From this point on, the conference proceeds until either one of the
sending endpoints stops sending pictures, or the receiving endpoint
breaks connection. In either case and in the preferred embodiment
the mixer stops mixing and the conference terminates.
SECOND EMBODIMENT
[0130] This embodiment is concerned with mixing of non synchronized
sources in a potentially error prone environment. This environment
exists when the frame rates of the sending terminals are not the
same (e.g. some of the sending terminals are located in the PAL
(Phase Alternate Line) domain, and others in the NTSC (National
Television Standard Committee) domain, or when frames may be
skipped, or when frames are damaged or lost in transmission. The
mixing process is considerably more complex.
[0131] In such an environment, during the startup of the
conference, the mixer has to signal to the receiving terminal a
maximum frame rate that is equal to or higher than the highest
frame rate among the rates used by the sending terminals.
Alternatively, the mixer can, during the capability exchange, force
the sending terminals to a frame rate that is lower than or equal
to the frame rate supported by the receiving endpoint.
[0132] Once it is established that the receiving endpoint is
"faster" or at least "as fast" as the "fastest" sending endpoint in
terms of the frame rate, the mixing process operates in the usual
fashion, except when the mixer determines that one or more of the
incoming pictures is not available in time for mixing. A picture is
missing possibly because a) the picture is intentionally not coded
by the sending endpoint (skipped picture); b) the picture has not
arrived in time due to a lower frame rate at the sending endpoint,
or c) the picture is lost in transmission. Cases (a) and (b) can be
differentiated from case (c) in the incoming bitstream by the mixer
by observing the frame_num in the slice header.

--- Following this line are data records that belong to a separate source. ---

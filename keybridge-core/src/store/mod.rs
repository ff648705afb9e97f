//! Credential Store
//!
//! Durable persistence and lookup of registered credentials:
//! - **PostgreSQL** (production): every mutating call commits before
//!   returning, and the user index is a SQL index maintained transactionally.
//! - **Memory** (development/tests fallback): dashmap-backed, selected when
//!   no database is configured.

mod memory;
mod postgres;

pub use memory::MemoryCredentialStore;
pub use postgres::PostgresCredentialStore;

use crate::types::UserId;

/// One registered authenticator. Everything except `counter` is immutable
/// after registration, and `counter` changes only through
/// [`CredentialStore::update_counter`].
#[derive(Debug, Clone, PartialEq, Eq)]
pub struct Credential {
    /// base64url credential id, assigned by the authenticator. Globally unique.
    pub id: String,
    pub user_id: UserId,
    /// COSE_Key CBOR exactly as produced at registration.
    pub public_key: Vec<u8>,
    pub counter: u32,
    /// Advisory transport hints; never security-relevant.
    pub transports: Vec<String>,
}

/// Storage errors
#[derive(Debug, thiserror::Error)]
pub enum StoreError {
    #[error("database connection error: {0}")]
    Connection(String),

    #[error("database migration error: {0}")]
    Migration(String),

    #[error("query error: {0}")]
    Query(String),
}

/// Credential storage backend
pub enum CredentialStore {
    /// PostgreSQL storage (production)
    Postgres(PostgresCredentialStore),
    /// In-memory storage (development fallback)
    Memory(MemoryCredentialStore),
}

impl CredentialStore {
    /// Connect to PostgreSQL and run migrations.
    pub async fn postgres(database_url: &str) -> Result<Self, StoreError> {
        let store = PostgresCredentialStore::connect(database_url).await?;
        store.migrate().await?;
        Ok(Self::Postgres(store))
    }

    /// In-memory storage. Credentials are lost on restart.
    pub fn memory() -> Self {
        tracing::warn!("using in-memory credential storage - credentials will be lost on restart");
        Self::Memory(MemoryCredentialStore::new())
    }

    pub fn is_persistent(&self) -> bool {
        matches!(self, Self::Postgres(_))
    }

    pub async fn check_health(&self) -> Result<(), StoreError> {
        match self {
            Self::Postgres(pg) => pg.check_health().await,
            Self::Memory(_) => Ok(()),
        }
    }

    /// Insert a credential, overwriting any existing record with the same id.
    /// The user index gains the id at most once regardless of repeats.
    pub async fn save(&self, credential: Credential) -> Result<(), StoreError> {
        match self {
            Self::Postgres(pg) => pg.save(&credential).await,
            Self::Memory(mem) => {
                mem.save(credential);
                Ok(())
            }
        }
    }

    pub async fn get_by_id(&self, credential_id: &str) -> Result<Option<Credential>, StoreError> {
        match self {
            Self::Postgres(pg) => pg.get_by_id(credential_id).await,
            Self::Memory(mem) => Ok(mem.get_by_id(credential_id)),
        }
    }

    pub async fn get_by_user(&self, user_id: &UserId) -> Result<Vec<Credential>, StoreError> {
        match self {
            Self::Postgres(pg) => pg.get_by_user(user_id).await,
            Self::Memory(mem) => Ok(mem.get_by_user(user_id)),
        }
    }

    /// Overwrite the stored counter. A missing credential is a no-op, not an
    /// error; the caller already decided the assertion was acceptable.
    pub async fn update_counter(
        &self,
        credential_id: &str,
        counter: u32,
    ) -> Result<(), StoreError> {
        match self {
            Self::Postgres(pg) => pg.update_counter(credential_id, counter).await,
            Self::Memory(mem) => {
                mem.update_counter(credential_id, counter);
                Ok(())
            }
        }
    }
}

impl std::fmt::Debug for CredentialStore {
    fn fmt(&self, f: &mut std::fmt::Formatter<'_>) -> std::fmt::Result {
        let backend = match self {
            Self::Postgres(_) => "PostgreSQL",
            Self::Memory(_) => "Memory",
        };
        f.debug_struct("CredentialStore")
            .field("backend", &backend)
            .finish()
    }
}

[0133] In case (a) or (b), the mixer introduces a single slice into
the mixed picture that consist entirely of macroblocks coded in
SKIP mode. This forces the receiving endpoint to re-display the
same content as in the previous picture. It should be understood
that coding a single slice with skipped macroblocks does not
constitute a transcoding step and is computationally simple.

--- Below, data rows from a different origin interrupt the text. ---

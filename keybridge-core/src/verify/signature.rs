//! Signature verification seam
//!
//! The ceremonies only ever ask one question of the cryptography: is this
//! signature valid for this public key over these bytes. Keeping that behind
//! a trait lets tests drive the full ceremony state machines with
//! deterministic keys instead of platform authenticators.

use p256::ecdsa::signature::Verifier;
use p256::ecdsa::{Signature as P256Signature, VerifyingKey};
use rsa::{BigUint, Pkcs1v15Sign, RsaPublicKey};
use sha2::{Digest, Sha256};

use super::cose::CosePublicKey;

#[derive(Debug, thiserror::Error)]
pub enum SignatureError {
    #[error("public key rejected: {0}")]
    Key(String),
    #[error("signature malformed: {0}")]
    Malformed(String),
    #[error("signature verification failed")]
    Invalid,
}

/// Verify `signature` over `message` under `key`.
pub trait SignatureVerifier: Send + Sync {
    fn verify(
        &self,
        key: &CosePublicKey,
        message: &[u8],
        signature: &[u8],
    ) -> Result<(), SignatureError>;
}

/// Production verifier covering the algorithm allow-list: ES256 and RS256.
#[derive(Debug, Default, Clone, Copy)]
pub struct PlatformVerifier;

impl SignatureVerifier for PlatformVerifier {
    fn verify(
        &self,
        key: &CosePublicKey,
        message: &[u8],
        signature: &[u8],
    ) -> Result<(), SignatureError> {
        match key {
            CosePublicKey::Es256 { x, y } => {
                let mut sec1 = Vec::with_capacity(65);
                sec1.push(0x04);
                sec1.extend_from_slice(x);
                sec1.extend_from_slice(y);
                let verifying_key = VerifyingKey::from_sec1_bytes(&sec1)
                    .map_err(|err| SignatureError::Key(err.to_string()))?;
                let signature = P256Signature::from_der(signature)
                    .map_err(|err| SignatureError::Malformed(err.to_string()))?;
                verifying_key
                    .verify(message, &signature)
                    .map_err(|_| SignatureError::Invalid)
            }
            CosePublicKey::Rs256 { n, e } => {
                let public_key =
                    RsaPublicKey::new(BigUint::from_bytes_be(n), BigUint::from_bytes_be(e))
                        .map_err(|err| SignatureError::Key(err.to_string()))?;
                let digest = Sha256::digest(message);
                public_key
                    .verify(Pkcs1v15Sign::new::<Sha256>(), &digest, signature)
                    .map_err(|_| SignatureError::Invalid)
            }
        }
    }
}

#[cfg(test)]
mod tests {
    use p256::ecdsa::{signature::Signer, SigningKey};

    use super::*;

    fn deterministic_key() -> SigningKey {
        let mut scalar = [0u8; 32];
        scalar[31] = 0x2a;
        SigningKey::from_bytes(&scalar.into()).unwrap()
    }

    fn cose_key_for(signing_key: &SigningKey) -> CosePublicKey {
        let point = signing_key.verifying_key().to_encoded_point(false);
        CosePublicKey::Es256 {
            x: <[u8; 32]>::try_from(point.x().unwrap().as_slice()).unwrap(),
            y: <[u8; 32]>::try_from(point.y().unwrap().as_slice()).unwrap(),
        }
    }

    #[test]
    fn verifies_a_real_es256_signature() {
        let signing_key = deterministic_key();
        let message = b"authenticator data || client data hash";
        let signature: p256::ecdsa::Signature = signing_key.sign(message);

        PlatformVerifier
            .verify(
                &cose_key_for(&signing_key),
                message,
                signature.to_der().as_bytes(),
            )
            .unwrap();
    }

    #[test]
    fn rejects_signature_over_different_message() {
        let signing_key = deterministic_key();
        let signature: p256::ecdsa::Signature = signing_key.sign(b"signed bytes");

        let err = PlatformVerifier
            .verify(
                &cose_key_for(&signing_key),
                b"different bytes",
                signature.to_der().as_bytes(),
            )
            .unwrap_err();
        assert!(matches!(err, SignatureError::Invalid));
    }

    #[test]
    fn rejects_garbage_der() {
        let signing_key = deterministic_key();
        let err = PlatformVerifier
            .verify(&cose_key_for(&signing_key), b"message", &[0xFF, 0x00])
            .unwrap_err();
        assert!(matches!(err, SignatureError::Malformed(_)));
    }
}
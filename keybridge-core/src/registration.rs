//! Registration Ceremony
//!
//! `Start -> OptionsIssued -> (Verified | Failed | Expired)`

use base64::{engine::general_purpose::URL_SAFE_NO_PAD, Engine};
use sha2::{Digest, Sha256};

use crate::engine::{CeremonyEngine, CEREMONY_TIMEOUT_MS, SUPPORTED_ALGORITHMS};
use crate::error::{CeremonyError, Result};
use crate::ledger::{CeremonyKey, Challenge};
use crate::store::Credential;
use crate::types::{
    AuthenticatorSelection, CredentialDescriptor, CredentialSummary, PubKeyCredParam,
    RegistrationParameters, RegistrationResponse, RpEntity, UserEntity, UserId,
};
use crate::verify::{self, AttestationObject, CosePublicKey, CLIENT_DATA_TYPE_CREATE};

impl CeremonyEngine {
    /// Build credential creation options for `user_id` and issue the
    /// challenge under the user's registration key. Calling again replaces
    /// the outstanding challenge, invalidating the earlier ceremony.
    pub async fn begin_registration(&self, user_id: &UserId) -> Result<RegistrationParameters> {
        // Exclude already-registered credentials so the user cannot
        // double-register the same physical authenticator.
        let existing = self.store.get_by_user(user_id).await?;

        let challenge = Challenge::generate();
        let params = RegistrationParameters {
            rp: RpEntity {
                name: self.rp.name.clone(),
                id: self.rp.id.clone(),
            },
            user: UserEntity {
                id: URL_SAFE_NO_PAD.encode(user_id.as_str().as_bytes()),
                name: format!("customer_{user_id}"),
                display_name: format!("customer_{user_id}"),
            },
            challenge: challenge.to_base64url(),
            pub_key_cred_params: SUPPORTED_ALGORITHMS
                .iter()
                .map(|&alg| PubKeyCredParam {
                    ty: "public-key",
                    alg,
                })
                .collect(),
            timeout: CEREMONY_TIMEOUT_MS,
            exclude_credentials: existing
                .into_iter()
                .map(|cred| CredentialDescriptor {
                    ty: "public-key",
                    id: cred.id,
                    transports: cred.transports,
                })
                .collect(),
            authenticator_selection: AuthenticatorSelection {
                authenticator_attachment: "platform",
                resident_key: "preferred",
                user_verification: "required",
            },
            attestation: "none",
        };

        self.ledger
            .issue(CeremonyKey::Registration(user_id.clone()), challenge);

        tracing::info!(user = %user_id, "registration options issued");
        Ok(params)
    }

    /// Verify the authenticator's attestation response and persist the new
    /// credential. The challenge is consumed before any validation runs, so
    /// a failed attempt can never be retried against the same challenge.
    pub async fn finish_registration(
        &self,
        user_id: &UserId,
        response: &RegistrationResponse,
    ) -> Result<CredentialSummary> {
        let challenge = self
            .ledger
            .consume(&CeremonyKey::Registration(user_id.clone()))
            .ok_or(CeremonyError::ChallengeExpired)?;

        // A challenge mismatch means the client is answering a challenge
        // that is no longer outstanding (e.g. a restarted ceremony replaced
        // it), so report expiry rather than a broken attestation.
        let client_data = verify::verify_client_data(
            &response.response.client_data_json,
            CLIENT_DATA_TYPE_CREATE,
            &challenge,
            &self.rp,
        )
        .map_err(|err| match err {
            verify::ClientDataError::ChallengeMismatch => CeremonyError::ChallengeExpired,
            other => CeremonyError::AttestationInvalid(other.to_string()),
        })?;

        let attestation_bytes = verify::decode_b64url(&response.response.attestation_object)
            .ok_or_else(|| {
                CeremonyError::AttestationInvalid(
                    "attestation object is not valid base64url".to_string(),
                )
            })?;
        let attestation = AttestationObject::parse(&attestation_bytes)
            .map_err(|err| CeremonyError::AttestationInvalid(err.to_string()))?;

        let auth_data = &attestation.auth_data;
        if auth_data.rp_id_hash != self.rp.id_hash() {
            return Err(CeremonyError::AttestationInvalid(
                "relying party id hash mismatch".to_string(),
            ));
        }
        if !auth_data.user_verified() {
            return Err(CeremonyError::AttestationInvalid(
                "user verification was not asserted".to_string(),
            ));
        }

        let attested = auth_data.attested_credential.as_ref().ok_or_else(|| {
            CeremonyError::AttestationInvalid("no attested credential data".to_string())
        })?;

        // Rejects algorithms outside the allow-list.
        let public_key = CosePublicKey::parse(&attested.public_key)
            .map_err(|err| CeremonyError::AttestationInvalid(err.to_string()))?;

        let client_data_hash = Sha256::digest(&client_data);
        attestation
            .verify_statement(client_data_hash.as_slice(), &public_key, self.verifier.as_ref())
            .map_err(|err| CeremonyError::AttestationInvalid(err.to_string()))?;

        let credential_id = URL_SAFE_NO_PAD.encode(&attested.credential_id);
        let transports = response
            .response
            .transports
            .clone()
            .unwrap_or_else(|| vec!["internal".to_string()]);

        self.store
            .save(Credential {
                id: credential_id.clone(),
                user_id: user_id.clone(),
                public_key: attested.public_key.clone(),
                counter: auth_data.counter,
                transports: transports.clone(),
            })
            .await?;

        tracing::info!(user = %user_id, credential = %credential_id, "credential registered");
        Ok(CredentialSummary {
            credential_id,
            transports,
        })
    }
}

Alternatively, the mixer simply omits sending the macorblocks for
which no data is available. In practice, the omission would lead to
a non-compliant bitstream and trigger an error concealment
algorithm in the receiving endpoint. Error concealment algorithms
are commonly implemented in endpoints.
[0134] In case (c), the receiving endpoint has to be informed that
a part of the incoming picture, as seen from the receiving endpoint
(the outgoing picture of the mixer) has been lost in transit and
needs to be concealed. When H.264 is used as the video compression
standard, this can preferably be done by the mixer through the
generation of a slice covering the appropriate spatial area with no
maroblock data, and setting the forbidden_zero_bit in the NAL unit
header to 1.
[0135] In order to compensate for network jitter and to deal with
different frame sizes, the mixer should have buffers of reasonable
size. It is preferable that the size of these buffers be chosen in
an adaptive manner during the lifetime of the connection, at least
taking into account the measured network jitter and the measured
variation in picture size.
Non-H.264 Video Compression
[0136] When a video compression standard/technology other than
H.264 baseline is used, the video mixing methods, according to the
present invention, are still applicable provided that: [0137] All
endpoints in the conference support the same video compression
standard. [0138] The video compression standard/technology must
support a mechanism that allows the spatial segmenting of a coded
picture in an adequate form.
[0139] Currently, one other video compression standard that
contains sufficient support for the present invention is ITU-T Rec.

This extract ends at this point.